[Saved data entries]
================
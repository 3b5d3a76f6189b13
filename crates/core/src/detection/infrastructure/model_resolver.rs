//! Locates the face detection model on disk, downloading it on request.
//!
//! No download location is built in: the model is looked up in the per-user
//! cache and an optional bundled directory, and fetched only when the caller
//! supplies a URL. Downloads land in the cache under a `.part` name and are
//! renamed into place only once they are complete and look like ONNX.

use std::fs;
use std::io::{self, Write};
use std::path::{Path, PathBuf};

use thiserror::Error;

use crate::shared::constants::APP_DIR_NAME;

/// Serialized ONNX `ModelProto`s open with field 1 (`ir_version`, varint).
const ONNX_FIRST_BYTE: u8 = 0x08;

#[derive(Error, Debug)]
pub enum ModelResolveError {
    #[error("model {name} not found (searched {})", display_paths(.searched))]
    NotFound { name: String, searched: Vec<PathBuf> },
    #[error("could not determine cache directory")]
    NoCacheDir,
    #[error("failed to create cache directory: {0}")]
    CacheDir(#[source] io::Error),
    #[error("download failed for {url}: {source}")]
    Download {
        url: String,
        #[source]
        source: reqwest::Error,
    },
    #[error("transfer from {url} into {path} failed: {source}")]
    Transfer {
        url: String,
        path: PathBuf,
        #[source]
        source: io::Error,
    },
    #[error("download from {url} stopped at {received} of {expected} bytes")]
    Incomplete {
        url: String,
        received: u64,
        expected: u64,
    },
    #[error("{url} did not return an ONNX model")]
    NotOnnx { url: String },
    #[error("failed to move model into {path}: {source}")]
    Install {
        path: PathBuf,
        #[source]
        source: io::Error,
    },
}

fn display_paths(paths: &[PathBuf]) -> String {
    paths
        .iter()
        .map(|p| p.display().to_string())
        .collect::<Vec<_>>()
        .join(", ")
}

/// Progress callback: `(bytes_downloaded, total_bytes)`.
/// `total_bytes` is 0 if the server didn't provide Content-Length.
pub type ProgressFn = Box<dyn Fn(u64, u64) + Send>;

/// Where a model may be found, in lookup order after the user cache.
#[derive(Debug, Clone, Copy)]
pub struct ModelSource<'a> {
    pub name: &'a str,
    /// Directory shipped alongside the binary or passed by the user.
    pub bundled_dir: Option<&'a Path>,
    /// Fetched into the cache when no local copy exists.
    pub url: Option<&'a str>,
}

/// Resolves `source` to a model file path.
///
/// Lookup order: user cache, bundled directory, then a download when a URL
/// is given. Without one, a missing model is [`ModelResolveError::NotFound`].
pub fn resolve(
    source: &ModelSource<'_>,
    progress: Option<ProgressFn>,
) -> Result<PathBuf, ModelResolveError> {
    resolve_in(
        &model_cache_dir()?,
        source,
        &reqwest::blocking::Client::new(),
        progress,
    )
}

fn resolve_in(
    cache_dir: &Path,
    source: &ModelSource<'_>,
    client: &reqwest::blocking::Client,
    progress: Option<ProgressFn>,
) -> Result<PathBuf, ModelResolveError> {
    let mut searched = vec![cache_dir.join(source.name)];
    if let Some(dir) = source.bundled_dir {
        searched.push(dir.join(source.name));
    }
    if let Some(found) = searched.iter().find(|p| p.is_file()) {
        log::debug!("Using model {}", found.display());
        return Ok(found.clone());
    }

    let Some(url) = source.url else {
        return Err(ModelResolveError::NotFound {
            name: source.name.to_string(),
            searched,
        });
    };

    fs::create_dir_all(cache_dir).map_err(ModelResolveError::CacheDir)?;
    let dest = cache_dir.join(source.name);
    log::info!("Downloading {} from {url}", source.name);
    fetch(client, url, &dest, progress)?;
    Ok(dest)
}

/// Platform-specific model cache directory.
///
/// - macOS: `~/Library/Application Support/FaceCapture/models/`
/// - Linux: `$XDG_CACHE_HOME/FaceCapture/models/` or `~/.cache/FaceCapture/models/`
/// - Windows: `%LOCALAPPDATA%/FaceCapture/models/`
pub fn model_cache_dir() -> Result<PathBuf, ModelResolveError> {
    #[cfg(target_os = "macos")]
    let base = dirs::data_dir();
    #[cfg(not(target_os = "macos"))]
    let base = dirs::cache_dir();

    base.map(|d| d.join(APP_DIR_NAME).join("models"))
        .ok_or(ModelResolveError::NoCacheDir)
}

/// Downloads `url` to `dest`; nothing is left behind on failure.
fn fetch(
    client: &reqwest::blocking::Client,
    url: &str,
    dest: &Path,
    progress: Option<ProgressFn>,
) -> Result<(), ModelResolveError> {
    let part = dest.with_extension("part");
    let result = fetch_to_part(client, url, &part, progress).and_then(|()| {
        fs::rename(&part, dest).map_err(|e| ModelResolveError::Install {
            path: dest.to_path_buf(),
            source: e,
        })
    });
    if result.is_err() {
        let _ = fs::remove_file(&part);
    }
    result
}

fn fetch_to_part(
    client: &reqwest::blocking::Client,
    url: &str,
    part: &Path,
    progress: Option<ProgressFn>,
) -> Result<(), ModelResolveError> {
    let download_err = |e| ModelResolveError::Download {
        url: url.to_string(),
        source: e,
    };
    let transfer_err = |e| ModelResolveError::Transfer {
        url: url.to_string(),
        path: part.to_path_buf(),
        source: e,
    };

    let mut response = client
        .get(url)
        .send()
        .and_then(|r| r.error_for_status())
        .map_err(download_err)?;
    let expected = response.content_length().unwrap_or(0);

    let file = fs::File::create(part).map_err(transfer_err)?;
    let mut sink = ProgressWriter {
        inner: file,
        written: 0,
        total: expected,
        first_byte: None,
        progress,
    };
    io::copy(&mut response, &mut sink).map_err(transfer_err)?;
    sink.flush().map_err(transfer_err)?;

    if expected > 0 && sink.written != expected {
        return Err(ModelResolveError::Incomplete {
            url: url.to_string(),
            received: sink.written,
            expected,
        });
    }
    if sink.first_byte != Some(ONNX_FIRST_BYTE) {
        return Err(ModelResolveError::NotOnnx {
            url: url.to_string(),
        });
    }
    Ok(())
}

/// Counts bytes on their way to disk and reports them to the progress callback.
struct ProgressWriter<W: Write> {
    inner: W,
    written: u64,
    total: u64,
    first_byte: Option<u8>,
    progress: Option<ProgressFn>,
}

impl<W: Write> Write for ProgressWriter<W> {
    fn write(&mut self, buf: &[u8]) -> io::Result<usize> {
        let n = self.inner.write(buf)?;
        if self.first_byte.is_none() && n > 0 {
            self.first_byte = Some(buf[0]);
        }
        self.written += n as u64;
        if let Some(cb) = &self.progress {
            cb(self.written, self.total);
        }
        Ok(n)
    }

    fn flush(&mut self) -> io::Result<()> {
        self.inner.flush()
    }
}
================
→ Exercise prompt: Every record above should be written out exactly.

→ Solution to this problem:
repository 3b5d3a76f6189b13
filename crates/core/src/detection/infrastructure/model_resolver.rs
//! Locates the face detection model on disk, downloading it on request.
//!
//! No download location is built in: the model is looked up in the per-user
//! cache and an optional bundled directory, and fetched only when the caller
//! supplies a URL. Downloads land in the cache under a `.part` name and are
//! renamed into place only once they are complete and look like ONNX.

use std::fs;
use std::io::{self, Write};
use std::path::{Path, PathBuf};

use thiserror::Error;

use crate::shared::constants::APP_DIR_NAME;

/// Serialized ONNX `ModelProto`s open with field 1 (`ir_version`, varint).
const ONNX_FIRST_BYTE: u8 = 0x08;

#[derive(Error, Debug)]
pub enum ModelResolveError {
    #[error("model {name} not found (searched {})", display_paths(.searched))]
    NotFound { name: String, searched: Vec<PathBuf> },
    #[error("could not determine cache directory")]
    NoCacheDir,
    #[error("failed to create cache directory: {0}")]
    CacheDir(#[source] io::Error),
    #[error("download failed for {url}: {source}")]
    Download {
        url: String,
        #[source]
        source: reqwest::Error,
    },
    #[error("transfer from {url} into {path} failed: {source}")]
    Transfer {
        url: String,
        path: PathBuf,
        #[source]
        source: io::Error,
    },
    #[error("download from {url} stopped at {received} of {expected} bytes")]
    Incomplete {
        url: String,
        received: u64,
        expected: u64,
    },
    #[error("{url} did not return an ONNX model")]
    NotOnnx { url: String },
    #[error("failed to move model into {path}: {source}")]
    Install {
        path: PathBuf,
        #[source]
        source: io::Error,
    },
}

fn display_paths(paths: &[PathBuf]) -> String {
    paths
        .iter()
        .map(|p| p.display().to_string())
        .collect::<Vec<_>>()
        .join(", ")
}

/// Progress callback: `(bytes_downloaded, total_bytes)`.
/// `total_bytes` is 0 if the server didn't provide Content-Length.
pub type ProgressFn = Box<dyn Fn(u64, u64) + Send>;

/// Where a model may be found, in lookup order after the user cache.
#[derive(Debug, Clone, Copy)]
pub struct ModelSource<'a> {
    pub name: &'a str,
    /// Directory shipped alongside the binary or passed by the user.
    pub bundled_dir: Option<&'a Path>,
    /// Fetched into the cache when no local copy exists.
    pub url: Option<&'a str>,
}

/// Resolves `source` to a model file path.
///
/// Lookup order: user cache, bundled directory, then a download when a URL
/// is given. Without one, a missing model is [`ModelResolveError::NotFound`].
pub fn resolve(
    source: &ModelSource<'_>,
    progress: Option<ProgressFn>,
) -> Result<PathBuf, ModelResolveError> {
    resolve_in(
        &model_cache_dir()?,
        source,
        &reqwest::blocking::Client::new(),
        progress,
    )
}

fn resolve_in(
    cache_dir: &Path,
    source: &ModelSource<'_>,
    client: &reqwest::blocking::Client,
    progress: Option<ProgressFn>,
) -> Result<PathBuf, ModelResolveError> {
    let mut searched = vec![cache_dir.join(source.name)];
    if let Some(dir) = source.bundled_dir {
        searched.push(dir.join(source.name));
    }
    if let Some(found) = searched.iter().find(|p| p.is_file()) {
        log::debug!("Using model {}", found.display());
        return Ok(found.clone());
    }

    let Some(url) = source.url else {
        return Err(ModelResolveError::NotFound {
            name: source.name.to_string(),
            searched,
        });
    };

    fs::create_dir_all(cache_dir).map_err(ModelResolveError::CacheDir)?;
    let dest = cache_dir.join(source.name);
    log::info!("Downloading {} from {url}", source.name);
    fetch(client, url, &dest, progress)?;
    Ok(dest)
}

/// Platform-specific model cache directory.
///
/// - macOS: `~/Library/Application Support/FaceCapture/models/`
/// - Linux: `$XDG_CACHE_HOME/FaceCapture/models/` or `~/.cache/FaceCapture/models/`
/// - Windows: `%LOCALAPPDATA%/FaceCapture/models/`
pub fn model_cache_dir() -> Result<PathBuf, ModelResolveError> {
    #[cfg(target_os = "macos")]
    let base = dirs::data_dir();
    #[cfg(not(target_os = "macos"))]
    let base = dirs::cache_dir();

    base.map(|d| d.join(APP_DIR_NAME).join("models"))
        .ok_or(ModelResolveError::NoCacheDir)
}

/// Downloads `url` to `dest`; nothing is left behind on failure.
fn fetch(
    client: &reqwest::blocking::Client,
    url: &str,
    dest: &Path,
    progress: Option<ProgressFn>,
) -> Result<(), ModelResolveError> {
    let part = dest.with_extension("part");
    let result = fetch_to_part(client, url, &part, progress).and_then(|()| {
        fs::rename(&part, dest).map_err(|e| ModelResolveError::Install {
            path: dest.to_path_buf(),
            source: e,
        })
    });
    if result.is_err() {
        let _ = fs::remove_file(&part);
    }
    result
}

fn fetch_to_part(
    client: &reqwest::blocking::Client,
    url: &str,
    part: &Path,
    progress: Option<ProgressFn>,
) -> Result<(), ModelResolveError> {
    let download_err = |e| ModelResolveError::Download {
        url: url.to_string(),
        source: e,
    };
    let transfer_err = |e| ModelResolveError::Transfer {
        url: url.to_string(),
        path: part.to_path_buf(),
        source: e,
    };

    let mut response = client
        .get(url)
        .send()
        .and_then(|r| r.error_for_status())
        .map_err(download_err)?;
    let expected = response.content_length().unwrap_or(0);

    let file = fs::File::create(part).map_err(transfer_err)?;
    let mut sink = ProgressWriter {
        inner: file,
        written: 0,
        total: expected,
        first_byte: None,
        progress,
    };
    io::copy(&mut response, &mut sink).map_err(transfer_err)?;
    sink.flush().map_err(transfer_err)?;

    if expected > 0 && sink.written != expected {
        return Err(ModelResolveError::Incomplete {
            url: url.to_string(),
            received: sink.written,
            expected,
        });
    }
    if sink.first_byte != Some(ONNX_FIRST_BYTE) {
        return Err(ModelResolveError::NotOnnx {
            url: url.to_string(),
        });
    }
    Ok(())
}

/// Counts bytes on their way to disk and reports them to the progress callback.
struct ProgressWriter<W: Write> {
    inner: W,
    written: u64,
    total: u64,
    first_byte: Option<u8>,
    progress: Option<ProgressFn>,
}

impl<W: Write> Write for ProgressWriter<W> {
    fn write(&mut self, buf: &[u8]) -> io::Result<usize> {
        let n = self.inner.write(buf)?;
        if self.first_byte.is_none() && n > 0 {
            self.first_byte = Some(buf[0]);
        }
        self.written += n as u64;
        if let Some(cb) = &self.progress {
            cb(self.written, self.total);
        }
        Ok(n)
    }

    fn flush(&mut self) -> io::Result<()> {
        self.inner.flush()
    }
}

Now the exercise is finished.